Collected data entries
+ + + + +
//! 日志系统模块
//!
//! 基于 tracing 生态实现内核的日志系统，包括：
//!
//! - 多级别日志支持（TRACE, DEBUG, INFO, WARN, ERROR）
//! - 结构化日志（JSON 格式输出）
//! - 文件日志输出（异步非阻塞）
//! - 日志轮转（每天、每小时）
//! - 日志过滤（按模块、按级别）
//!
//! # 示例
//!
//! ```rust,no_run
//! use veneer_core::utils::logger::{Logger, LoggerConfig, RotationStrategy};
//! use std::path::PathBuf;
//!
//! fn main() -> Result<(), Box<dyn std::error::Error>> {
//!     let config = LoggerConfig::builder()
//!         .level("debug")
//!         .file_output(PathBuf::from("./logs"))
//!         .rotation(RotationStrategy::Daily)
//!         .build();
//!
//!     let _guard = Logger::init(config)?;
//!
//!     tracing::info!(module_id = "theme", "模块已激活");
//!     Ok(())
//! }
//! ```

use crate::utils::{CoreError, Result};
use std::io;
use std::path::PathBuf;
use std::sync::OnceLock;
use tracing_appender::non_blocking::WorkerGuard;
use tracing_appender::rolling::{RollingFileAppender, Rotation};
use tracing_subscriber::layer::SubscriberExt;
use tracing_subscriber::util::SubscriberInitExt;
use tracing_subscriber::{fmt, EnvFilter, Layer};

// ============================================================================
// 日志轮转策略
// ============================================================================

/// 日志轮转策略
#[derive(Debug, Clone, Copy, PartialEq, Eq, Default)]
pub enum RotationStrategy {
    /// 不轮转（单个日志文件）
    Never,
    /// 每小时轮转
    Hourly,
    /// 每天轮转（默认）
    #[default]
    Daily,
}

impl RotationStrategy {
    /// 转换为 tracing-appender 的 Rotation 类型
    fn to_rotation(self) -> Rotation {
        match self {
            RotationStrategy::Never => Rotation::NEVER,
            RotationStrategy::Hourly => Rotation::HOURLY,
            RotationStrategy::Daily => Rotation::DAILY,
        }
    }

    /// 从字符串解析轮转策略
    pub fn parse(s: &str) -> Self {
        match s.to_lowercase().as_str() {
            "never" | "none" => RotationStrategy::Never,
            "hourly" | "hour" => RotationStrategy::Hourly,
            _ => RotationStrategy::Daily,
        }
    }
}

impl std::fmt::Display for RotationStrategy {
    fn fmt(&self, f: &mut std::fmt::Formatter<'_>) -> std::fmt::Result {
        match self {
            RotationStrategy::Never => write!(f, "never"),
            RotationStrategy::Hourly => write!(f, "hourly"),
            RotationStrategy::Daily => write!(f, "daily"),
        }
    }
}

// ============================================================================
// 日志配置
// ============================================================================

/// 日志系统配置
#[derive(Debug, Clone)]
pub struct LoggerConfig {
    /// 默认日志级别（例如 "trace", "debug", "info", "warn", "error"）
    pub level: String,

    /// 是否使用 JSON 格式输出
    pub json_format: bool,

    /// 是否输出到控制台
    pub console_output: bool,

    /// 文件输出目录（None 表示不输出到文件）
    pub file_output: Option<PathBuf>,

    /// 日志文件名前缀
    pub file_prefix: String,

    /// 日志轮转策略
    pub rotation: RotationStrategy,

    /// 是否显示目标模块
    pub show_target: bool,

    /// 是否显示文件名和行号
    pub show_file_line: bool,

    /// 是否启用 ANSI 颜色（控制台输出）
    pub ansi_colors: bool,

    /// 自定义过滤指令（EnvFilter 格式）
    /// 例如："veneer_core=debug,veneer_core::module=trace"
    pub filter_directives: Option<String>,
}

impl Default for LoggerConfig {
    fn default() -> Self {
        Self {
            level: "info".to_string(),
            json_format: false,
            console_output: true,
            file_output: None,
            file_prefix: "veneer-core".to_string(),
            rotation: RotationStrategy::Daily,
            show_target: true,
            show_file_line: false,
            ansi_colors: true,
            filter_directives: None,
        }
    }
}

impl LoggerConfig {
    /// 创建配置构建器
    pub fn builder() -> LoggerConfigBuilder {
        LoggerConfigBuilder::new()
    }

    /// 从内核配置的 LogConfig 创建
    pub fn from_log_config(log_config: &crate::core::config::LogConfig) -> Self {
        Self {
            level: log_config.level.clone(),
            json_format: log_config.json_format,
            file_output: if log_config.file_output {
                log_config.log_dir.clone()
            } else {
                None
            },
            rotation: RotationStrategy::parse(&log_config.rotation),
            ..Default::default()
        }
    }
}

/// 日志配置构建器
#[derive(Debug, Default)]
pub struct LoggerConfigBuilder {
    config: LoggerConfig,
}

impl LoggerConfigBuilder {
    /// 创建新的构建器
    pub fn new() -> Self {
        Self {
            config: LoggerConfig::default(),
        }
    }

    /// 设置日志级别
    pub fn level(mut self, level: impl Into<String>) -> Self {
        self.config.level = level.into();
        self
    }

    /// 启用 JSON 格式输出
    pub fn json_format(mut self, enable: bool) -> Self {
        self.config.json_format = enable;
        self
    }

    /// 设置控制台输出
    pub fn console_output(mut self, enable: bool) -> Self {
        self.config.console_output = enable;
        self
    }

    /// 设置文件输出目录
    pub fn file_output(mut self, dir: impl Into<PathBuf>) -> Self {
        self.config.file_output = Some(dir.into());
        self
    }

    /// 设置日志文件前缀
    pub fn file_prefix(mut self, prefix: impl Into<String>) -> Self {
        self.config.file_prefix = prefix.into();
        self
    }

    /// 设置轮转策略
    pub fn rotation(mut self, strategy: RotationStrategy) -> Self {
        self.config.rotation = strategy;
        self
    }

    /// 显示目标模块
    pub fn show_target(mut self, enable: bool) -> Self {
        self.config.show_target = enable;
        self
    }

    /// 显示文件名和行号
    pub fn show_file_line(mut self, enable: bool) -> Self {
        self.config.show_file_line = enable;
        self
    }

    /// 启用 ANSI 颜色
    pub fn ansi_colors(mut self, enable: bool) -> Self {
        self.config.ansi_colors = enable;
        self
    }

    /// 设置过滤指令
    pub fn filter_directives(mut self, directives: impl Into<String>) -> Self {
        self.config.filter_directives = Some(directives.into());
        self
    }

    /// 构建配置
    pub fn build(self) -> LoggerConfig {
        self.config
    }
}

// ============================================================================
// 日志守卫
// ============================================================================

/// 日志系统守卫
///
/// 持有非阻塞写入器的 WorkerGuard，确保在程序退出前完成日志写入。
pub struct LogGuard {
    _console_guard: Option<WorkerGuard>,
    _file_guard: Option<WorkerGuard>,
}

impl LogGuard {
    fn empty() -> Self {
        Self {
            _console_guard: None,
            _file_guard: None,
        }
    }
}

// ============================================================================
// 日志系统
// ============================================================================

/// 全局日志初始化状态
static LOGGER_INITIALIZED: OnceLock<bool> = OnceLock::new();

/// 日志系统
///
/// 提供日志系统的初始化和管理功能
pub struct Logger;

impl Logger {
    /// 初始化日志系统
    ///
    /// 根据配置初始化 tracing-subscriber，支持控制台和文件输出。
    ///
    /// # Returns
    ///
    /// 返回 `LogGuard`，必须保持活动状态直到程序退出
    ///
    /// # Errors
    ///
    /// 如果日志系统已初始化或配置无效，返回错误
    pub fn init(config: LoggerConfig) -> Result<LogGuard> {
        if LOGGER_INITIALIZED.get().is_some() {
            return Err(CoreError::InitFailed(
                "日志系统已初始化，不能重复初始化".to_string(),
            ));
        }

        let env_filter = Self::create_env_filter(&config);
        let mut guard = LogGuard::empty();

        // 控制台层
        let console_layer = if config.console_output {
            let (non_blocking, console_guard) = tracing_appender::non_blocking(io::stdout());
            guard._console_guard = Some(console_guard);

            if config.json_format {
                Some(
                    fmt::layer()
                        .json()
                        .with_writer(non_blocking)
                        .with_target(config.show_target)
                        .with_file(config.show_file_line)
                        .with_line_number(config.show_file_line)
                        .with_ansi(false)
                        .boxed(),
                )
            } else {
                Some(
                    fmt::layer()
                        .with_writer(non_blocking)
                        .with_target(config.show_target)
                        .with_file(config.show_file_line)
                        .with_line_number(config.show_file_line)
                        .with_ansi(config.ansi_colors)
                        .boxed(),
                )
            }
        } else {
            None
        };

        // 文件层（文件不使用 ANSI 颜色）
        let file_layer = if let Some(ref log_dir) = config.file_output {
            let file_appender = RollingFileAppender::new(
                config.rotation.to_rotation(),
                log_dir,
                format!("{}.log", config.file_prefix),
            );

            let (non_blocking, file_guard) = tracing_appender::non_blocking(file_appender);
            guard._file_guard = Some(file_guard);

            if config.json_format {
                Some(
                    fmt::layer()
                        .json()
                        .with_writer(non_blocking)
                        .with_target(config.show_target)
                        .with_ansi(false)
                        .boxed(),
                )
            } else {
                Some(
                    fmt::layer()
                        .with_writer(non_blocking)
                        .with_target(config.show_target)
                        .with_ansi(false)
                        .boxed(),
                )
            }
        } else {
            None
        };

        tracing_subscriber::registry()
            .with(env_filter)
            .with(console_layer)
            .with(file_layer)
            .try_init()
            .map_err(|e| CoreError::InitFailed(format!("日志系统初始化失败: {}", e)))?;

        let _ = LOGGER_INITIALIZED.set(true);
        Ok(guard)
    }

    /// 尝试初始化日志系统（不会失败）
    ///
    /// 如果日志系统已初始化，返回空守卫而不是错误。
    /// 适用于测试或多次调用初始化的场景。
    pub fn try_init(config: LoggerConfig) -> LogGuard {
        Self::init(config).unwrap_or_else(|_| LogGuard::empty())
    }

    /// 使用默认配置初始化日志系统
    pub fn init_default() -> Result<LogGuard> {
        Self::init(LoggerConfig::default())
    }

    /// 创建 EnvFilter
    ///
    /// 优先使用环境变量 RUST_LOG，其次使用配置中的级别与过滤指令
    fn create_env_filter(config: &LoggerConfig) -> EnvFilter {
        let filter = EnvFilter::try_from_default_env()
            .unwrap_or_else(|_| EnvFilter::new(&config.level));

        if let Some(ref directives) = config.filter_directives {
            directives
                .split(',')
                .filter_map(|d| d.trim().parse().ok())
                .fold(filter, |f, directive| f.add_directive(directive))
        } else {
            filter
        }
    }
}

// ============================================================================
// 结构化日志字段定义
// ============================================================================

/// 标准日志字段名称
///
/// 提供统一的日志字段命名，便于日志分析和查询
pub mod fields {
    /// 模块 ID 字段
    pub const MODULE_ID: &str = "module_id";
    /// 模块显示名称字段
    pub const MODULE_NAME: &str = "module_name";
    /// 激活实例 ID 字段
    pub const ACTIVATION_ID: &str = "activation_id";
    /// 模块状态字段
    pub const STATE: &str = "state";
    /// 已执行清理动作数量字段
    pub const CLEANUPS: &str = "cleanups";
    /// 错误码字段
    pub const ERROR_CODE: &str = "error_code";
    /// 错误消息字段
    pub const ERROR_MSG: &str = "error_msg";
    /// 耗时字段（毫秒）
    pub const DURATION_MS: &str = "duration_ms";
    /// 版本字段
    pub const VERSION: &str = "version";
}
+ + + + +
### TASK OBJECTIVE
Select all lines with the word "Daily" from the entries above.

### RESULT OF THE TASK
//!         .rotation(RotationStrategy::Daily)
    Daily,
            RotationStrategy::Daily => Rotation::DAILY,
            _ => RotationStrategy::Daily,
            RotationStrategy::Daily => write!(f, "daily"),
            rotation: RotationStrategy::Daily,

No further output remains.